Work required
A word-for-word repeat of all the data is the goal.

Records provided
- - - -
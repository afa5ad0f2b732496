use serde::{Deserialize, Serialize};

/// A source unit (class or package) addressed by its fully-qualified dotted name.
#[derive(Debug, Clone, PartialEq, Eq, Hash, Serialize, Deserialize)]
pub struct Artefact {
    /// Fully-qualified name, e.g. `org.project.service.Billing`.
    long_name: String,

    /// Short display name, e.g. `Billing`.
    #[serde(default)]
    short_name: String,
}

impl Artefact {
    pub fn new(long_name: impl Into<String>, short_name: impl Into<String>) -> Self {
        Self {
            long_name: long_name.into(),
            short_name: short_name.into(),
        }
    }

    pub fn long_name(&self) -> &str {
        &self.long_name
    }

    pub fn short_name(&self) -> &str {
        &self.short_name
    }

    /// Relative source path for this artefact.
    ///
    /// Dots become path separators and `extension` is appended, so `org.my.AbcDe` with `java`
    /// becomes `org/my/AbcDe.java`. An empty long name maps to an empty path.
    pub fn filename(&self, extension: &str) -> String {
        if self.long_name.is_empty() {
            return String::new();
        }
        let path = self.long_name.replace('.', "/");
        if extension.is_empty() {
            path
        } else {
            format!("{}.{}", path, extension)
        }
    }
}
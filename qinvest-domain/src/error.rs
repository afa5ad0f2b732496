//! Error types for plan computation.
//!
//! - `InvalidArgument`: the caller's request can't be planned (exit code 2 at the CLI).
//! - `ComputationFailed`: a collaborator failed mid-run; the whole plan is aborted (exit code 1).

use thiserror::Error;

#[derive(Debug, Error)]
pub enum PlanError {
    /// Rejected before any work started; no partial plan exists.
    #[error("invalid argument: {message}")]
    InvalidArgument { message: String },

    /// The profit collaborator failed or returned garbage for one violation.
    #[error("computation failed for artefact {artefact}")]
    ComputationFailed {
        artefact: String,
        #[source]
        source: anyhow::Error,
    },
}

impl PlanError {
    pub fn invalid_argument(message: impl Into<String>) -> Self {
        PlanError::InvalidArgument {
            message: message.into(),
        }
    }

    /// Returns true if the caller supplied an unplannable request.
    pub fn is_invalid_argument(&self) -> bool {
        matches!(self, PlanError::InvalidArgument { .. })
    }

    /// Returns the recommended exit code for this error.
    pub fn exit_code(&self) -> u8 {
        match self {
            PlanError::InvalidArgument { .. } => 2,
            PlanError::ComputationFailed { .. } => 1,
        }
    }
}

pub type PlanResult<T> = Result<T, PlanError>;
use crate::plan::{PlanRequest, QualityInvestmentPlan};
use chrono::{DateTime, Utc};
use serde::{Deserialize, Serialize};
use uuid::Uuid;

/// The `plan.json` envelope: a plan plus everything needed to reproduce it.
#[derive(Debug, Clone, Serialize, Deserialize)]
pub struct PlanArtifact {
    pub schema: String,

    /// Deterministic for equal (input, request) pairs.
    pub plan_id: Uuid,

    pub tool: ToolInfo,

    #[serde(default)]
    pub run: RunInfo,

    pub input: PlanInput,

    pub request: PlanRequest,

    pub plan: QualityInvestmentPlan,
}

impl PlanArtifact {
    pub fn new(
        plan_id: Uuid,
        tool: ToolInfo,
        input: PlanInput,
        request: PlanRequest,
        plan: QualityInvestmentPlan,
    ) -> Self {
        Self {
            schema: crate::schema::QINVEST_PLAN_V1.to_string(),
            plan_id,
            tool,
            run: RunInfo::default(),
            input,
            request,
            plan,
        }
    }
}

#[derive(Debug, Clone, PartialEq, Eq, Serialize, Deserialize)]
pub struct ToolInfo {
    pub name: String,

    #[serde(default, skip_serializing_if = "Option::is_none")]
    pub version: Option<String>,
}

#[derive(Debug, Clone, Default, Serialize, Deserialize)]
pub struct RunInfo {
    #[serde(default, skip_serializing_if = "Option::is_none")]
    pub started_at: Option<DateTime<Utc>>,

    #[serde(default, skip_serializing_if = "Option::is_none")]
    pub ended_at: Option<DateTime<Utc>>,
}

/// Where the analysis came from.
#[derive(Debug, Clone, Serialize, Deserialize)]
pub struct PlanInput {
    pub path: String,

    /// Hex sha256 of the raw analysis bytes.
    pub sha256: String,

    #[serde(default, skip_serializing_if = "Option::is_none")]
    pub project: Option<String>,

    /// Violations in the analysis before filtering.
    #[serde(default)]
    pub violations_total: u64,
}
- - - -
Exercise answer
repository afa5ad0f2b732496
use serde::{Deserialize, Serialize};

/// A source unit (class or package) addressed by its fully-qualified dotted name.
#[derive(Debug, Clone, PartialEq, Eq, Hash, Serialize, Deserialize)]
pub struct Artefact {
    /// Fully-qualified name, e.g. `org.project.service.Billing`.
    long_name: String,

    /// Short display name, e.g. `Billing`.
    #[serde(default)]
    short_name: String,
}

impl Artefact {
    pub fn new(long_name: impl Into<String>, short_name: impl Into<String>) -> Self {
        Self {
            long_name: long_name.into(),
            short_name: short_name.into(),
        }
    }

    pub fn long_name(&self) -> &str {
        &self.long_name
    }

    pub fn short_name(&self) -> &str {
        &self.short_name
    }

    /// Relative source path for this artefact.
    ///
    /// Dots become path separators and `extension` is appended, so `org.my.AbcDe` with `java`
    /// becomes `org/my/AbcDe.java`. An empty long name maps to an empty path.
    pub fn filename(&self, extension: &str) -> String {
        if self.long_name.is_empty() {
            return String::new();
        }
        let path = self.long_name.replace('.', "/");
        if extension.is_empty() {
            path
        } else {
            format!("{}.{}", path, extension)
        }
    }
}
filename qinvest-domain/src/error.rs
repository afa5ad0f2b732496
//! Error types for plan computation.
//!
//! - `InvalidArgument`: the caller's request can't be planned (exit code 2 at the CLI).
//! - `ComputationFailed`: a collaborator failed mid-run; the whole plan is aborted (exit code 1).

use thiserror::Error;

#[derive(Debug, Error)]
pub enum PlanError {
    /// Rejected before any work started; no partial plan exists.
    #[error("invalid argument: {message}")]
    InvalidArgument { message: String },

    /// The profit collaborator failed or returned garbage for one violation.
    #[error("computation failed for artefact {artefact}")]
    ComputationFailed {
        artefact: String,
        #[source]
        source: anyhow::Error,
    },
}

impl PlanError {
    pub fn invalid_argument(message: impl Into<String>) -> Self {
        PlanError::InvalidArgument {
            message: message.into(),
        }
    }

    /// Returns true if the caller supplied an unplannable request.
    pub fn is_invalid_argument(&self) -> bool {
        matches!(self, PlanError::InvalidArgument { .. })
    }

    /// Returns the recommended exit code for this error.
    pub fn exit_code(&self) -> u8 {
        match self {
            PlanError::InvalidArgument { .. } => 2,
            PlanError::ComputationFailed { .. } => 1,
        }
    }
}

pub type PlanResult<T> = Result<T, PlanError>;
use crate::plan::{PlanRequest, QualityInvestmentPlan};
use chrono::{DateTime, Utc};
use serde::{Deserialize, Serialize};
use uuid::Uuid;

/// The `plan.json` envelope: a plan plus everything needed to reproduce it.
#[derive(Debug, Clone, Serialize, Deserialize)]
pub struct PlanArtifact {
    pub schema: String,

    /// Deterministic for equal (input, request) pairs.
    pub plan_id: Uuid,

    pub tool: ToolInfo,

    #[serde(default)]
    pub run: RunInfo,

    pub input: PlanInput,

    pub request: PlanRequest,

    pub plan: QualityInvestmentPlan,
}

impl PlanArtifact {
    pub fn new(
        plan_id: Uuid,
        tool: ToolInfo,
        input: PlanInput,
        request: PlanRequest,
        plan: QualityInvestmentPlan,
    ) -> Self {
        Self {
            schema: crate::schema::QINVEST_PLAN_V1.to_string(),
            plan_id,
            tool,
            run: RunInfo::default(),
            input,
            request,
            plan,
        }
    }
}

#[derive(Debug, Clone, PartialEq, Eq, Serialize, Deserialize)]
pub struct ToolInfo {
    pub name: String,

    #[serde(default, skip_serializing_if = "Option::is_none")]
    pub version: Option<String>,
}

#[derive(Debug, Clone, Default, Serialize, Deserialize)]
pub struct RunInfo {
    #[serde(default, skip_serializing_if = "Option::is_none")]
    pub started_at: Option<DateTime<Utc>>,

    #[serde(default, skip_serializing_if = "Option::is_none")]
    pub ended_at: Option<DateTime<Utc>>,
}

/// Where the analysis came from.
#[derive(Debug, Clone, Serialize, Deserialize)]
pub struct PlanInput {
    pub path: String,

    /// Hex sha256 of the raw analysis bytes.
    pub sha256: String,

    #[serde(default, skip_serializing_if = "Option::is_none")]
    pub project: Option<String>,

    /// Violations in the analysis before filtering.
    #[serde(default)]
    pub violations_total: u64,
}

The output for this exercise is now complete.